**AVAILABLE RECORDS**

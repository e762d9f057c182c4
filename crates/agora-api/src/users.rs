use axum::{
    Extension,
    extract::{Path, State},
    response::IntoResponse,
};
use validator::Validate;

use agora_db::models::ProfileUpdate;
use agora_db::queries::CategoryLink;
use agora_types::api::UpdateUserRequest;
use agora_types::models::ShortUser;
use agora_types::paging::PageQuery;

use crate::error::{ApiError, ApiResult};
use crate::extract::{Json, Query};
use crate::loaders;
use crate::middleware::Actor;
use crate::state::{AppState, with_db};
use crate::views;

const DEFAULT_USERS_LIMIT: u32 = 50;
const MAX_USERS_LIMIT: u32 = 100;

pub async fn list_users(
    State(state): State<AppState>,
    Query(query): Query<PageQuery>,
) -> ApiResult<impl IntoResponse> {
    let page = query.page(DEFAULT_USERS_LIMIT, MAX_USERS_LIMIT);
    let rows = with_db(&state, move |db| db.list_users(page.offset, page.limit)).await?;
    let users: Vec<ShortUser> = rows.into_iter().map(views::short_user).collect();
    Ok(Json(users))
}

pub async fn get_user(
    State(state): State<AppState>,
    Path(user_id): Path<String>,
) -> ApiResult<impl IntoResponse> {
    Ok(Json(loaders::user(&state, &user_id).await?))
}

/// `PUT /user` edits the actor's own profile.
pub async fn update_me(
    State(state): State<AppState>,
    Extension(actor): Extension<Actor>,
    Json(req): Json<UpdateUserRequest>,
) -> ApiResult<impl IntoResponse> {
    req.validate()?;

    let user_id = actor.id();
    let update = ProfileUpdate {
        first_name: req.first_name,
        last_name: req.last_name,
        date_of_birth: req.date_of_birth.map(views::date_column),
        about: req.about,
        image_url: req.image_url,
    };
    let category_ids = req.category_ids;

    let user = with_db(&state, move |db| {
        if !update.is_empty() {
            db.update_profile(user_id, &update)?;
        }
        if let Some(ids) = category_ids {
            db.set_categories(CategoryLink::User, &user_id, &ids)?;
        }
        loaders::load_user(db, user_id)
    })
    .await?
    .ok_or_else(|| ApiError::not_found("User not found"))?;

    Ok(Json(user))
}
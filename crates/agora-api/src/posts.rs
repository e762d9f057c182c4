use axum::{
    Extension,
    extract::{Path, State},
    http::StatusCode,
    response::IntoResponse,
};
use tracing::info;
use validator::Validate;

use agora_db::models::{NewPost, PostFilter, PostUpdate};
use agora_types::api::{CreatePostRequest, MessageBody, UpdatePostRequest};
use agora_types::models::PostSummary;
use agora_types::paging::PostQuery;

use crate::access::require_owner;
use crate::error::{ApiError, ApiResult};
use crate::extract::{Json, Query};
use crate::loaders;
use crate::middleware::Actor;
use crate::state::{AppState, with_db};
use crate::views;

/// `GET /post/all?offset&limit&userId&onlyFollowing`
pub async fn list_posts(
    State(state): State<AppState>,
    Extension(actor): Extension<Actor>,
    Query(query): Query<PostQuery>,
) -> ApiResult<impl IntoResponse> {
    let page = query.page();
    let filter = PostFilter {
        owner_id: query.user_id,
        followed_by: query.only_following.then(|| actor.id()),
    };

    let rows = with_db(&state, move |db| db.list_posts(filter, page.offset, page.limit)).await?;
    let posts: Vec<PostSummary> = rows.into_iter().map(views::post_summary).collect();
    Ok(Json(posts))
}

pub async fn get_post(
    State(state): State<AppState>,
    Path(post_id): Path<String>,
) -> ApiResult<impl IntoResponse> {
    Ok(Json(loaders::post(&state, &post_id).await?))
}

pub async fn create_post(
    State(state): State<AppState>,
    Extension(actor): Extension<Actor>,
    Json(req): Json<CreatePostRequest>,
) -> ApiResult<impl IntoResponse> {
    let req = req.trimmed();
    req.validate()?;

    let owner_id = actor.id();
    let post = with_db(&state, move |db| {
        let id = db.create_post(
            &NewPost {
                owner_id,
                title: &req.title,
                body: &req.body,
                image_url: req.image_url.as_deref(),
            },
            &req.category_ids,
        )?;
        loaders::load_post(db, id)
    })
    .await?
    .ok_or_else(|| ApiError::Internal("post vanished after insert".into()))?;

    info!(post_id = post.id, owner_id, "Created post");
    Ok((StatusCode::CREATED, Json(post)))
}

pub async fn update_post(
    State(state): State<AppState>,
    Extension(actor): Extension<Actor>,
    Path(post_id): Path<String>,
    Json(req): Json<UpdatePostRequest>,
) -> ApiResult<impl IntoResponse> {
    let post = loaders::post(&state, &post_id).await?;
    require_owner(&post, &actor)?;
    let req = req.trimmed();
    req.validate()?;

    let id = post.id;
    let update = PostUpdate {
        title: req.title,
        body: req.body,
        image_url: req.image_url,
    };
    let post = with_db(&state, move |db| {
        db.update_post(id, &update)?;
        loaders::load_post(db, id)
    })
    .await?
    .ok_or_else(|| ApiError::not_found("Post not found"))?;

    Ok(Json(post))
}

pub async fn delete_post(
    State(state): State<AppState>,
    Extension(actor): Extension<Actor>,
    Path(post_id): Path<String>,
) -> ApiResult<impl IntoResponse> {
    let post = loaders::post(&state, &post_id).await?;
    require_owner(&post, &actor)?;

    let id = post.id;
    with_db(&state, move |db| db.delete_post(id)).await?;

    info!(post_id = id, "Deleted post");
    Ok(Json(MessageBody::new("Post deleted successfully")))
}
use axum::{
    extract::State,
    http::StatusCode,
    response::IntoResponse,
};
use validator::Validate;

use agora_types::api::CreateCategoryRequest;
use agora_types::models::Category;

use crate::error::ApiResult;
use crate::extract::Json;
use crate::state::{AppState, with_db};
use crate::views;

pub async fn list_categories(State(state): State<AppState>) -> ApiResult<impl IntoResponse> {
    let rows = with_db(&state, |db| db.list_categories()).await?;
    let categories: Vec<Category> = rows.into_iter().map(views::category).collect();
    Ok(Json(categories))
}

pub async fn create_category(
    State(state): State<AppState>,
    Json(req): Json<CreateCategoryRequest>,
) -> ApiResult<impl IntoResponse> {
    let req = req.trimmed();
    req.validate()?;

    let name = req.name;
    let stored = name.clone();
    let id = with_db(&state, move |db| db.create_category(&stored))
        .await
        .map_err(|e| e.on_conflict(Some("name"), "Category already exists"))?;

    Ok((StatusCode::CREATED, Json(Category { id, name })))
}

...

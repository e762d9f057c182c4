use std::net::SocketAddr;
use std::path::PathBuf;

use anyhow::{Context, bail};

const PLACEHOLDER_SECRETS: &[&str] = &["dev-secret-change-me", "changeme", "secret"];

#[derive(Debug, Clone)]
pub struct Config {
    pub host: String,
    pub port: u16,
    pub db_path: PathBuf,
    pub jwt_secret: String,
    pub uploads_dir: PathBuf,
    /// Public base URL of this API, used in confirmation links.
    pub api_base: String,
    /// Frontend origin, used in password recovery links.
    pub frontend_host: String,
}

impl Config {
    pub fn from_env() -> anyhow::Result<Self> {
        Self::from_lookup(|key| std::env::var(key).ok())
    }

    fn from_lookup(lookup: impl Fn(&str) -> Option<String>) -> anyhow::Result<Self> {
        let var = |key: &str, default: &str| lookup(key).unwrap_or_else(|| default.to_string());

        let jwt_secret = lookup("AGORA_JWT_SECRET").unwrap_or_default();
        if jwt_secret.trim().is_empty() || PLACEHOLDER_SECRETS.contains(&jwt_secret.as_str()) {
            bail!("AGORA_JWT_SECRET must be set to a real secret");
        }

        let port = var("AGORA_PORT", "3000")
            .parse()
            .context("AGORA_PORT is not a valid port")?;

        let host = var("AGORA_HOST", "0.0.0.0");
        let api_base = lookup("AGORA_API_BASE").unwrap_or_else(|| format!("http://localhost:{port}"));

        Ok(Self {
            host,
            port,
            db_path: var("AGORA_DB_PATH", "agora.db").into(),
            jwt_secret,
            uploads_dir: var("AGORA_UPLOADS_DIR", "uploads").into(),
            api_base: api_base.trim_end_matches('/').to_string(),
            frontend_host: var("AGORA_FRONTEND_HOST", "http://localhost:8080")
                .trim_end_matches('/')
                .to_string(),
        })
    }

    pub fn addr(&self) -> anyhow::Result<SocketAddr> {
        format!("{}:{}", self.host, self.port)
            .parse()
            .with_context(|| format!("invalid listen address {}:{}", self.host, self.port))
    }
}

**REQUIRED WORK**
Copy each line of the listing that contains "filename".

**OUTPUT OF THE TASK**
filename crates/agora-api/src/users.rs
filename crates/agora-api/src/posts.rs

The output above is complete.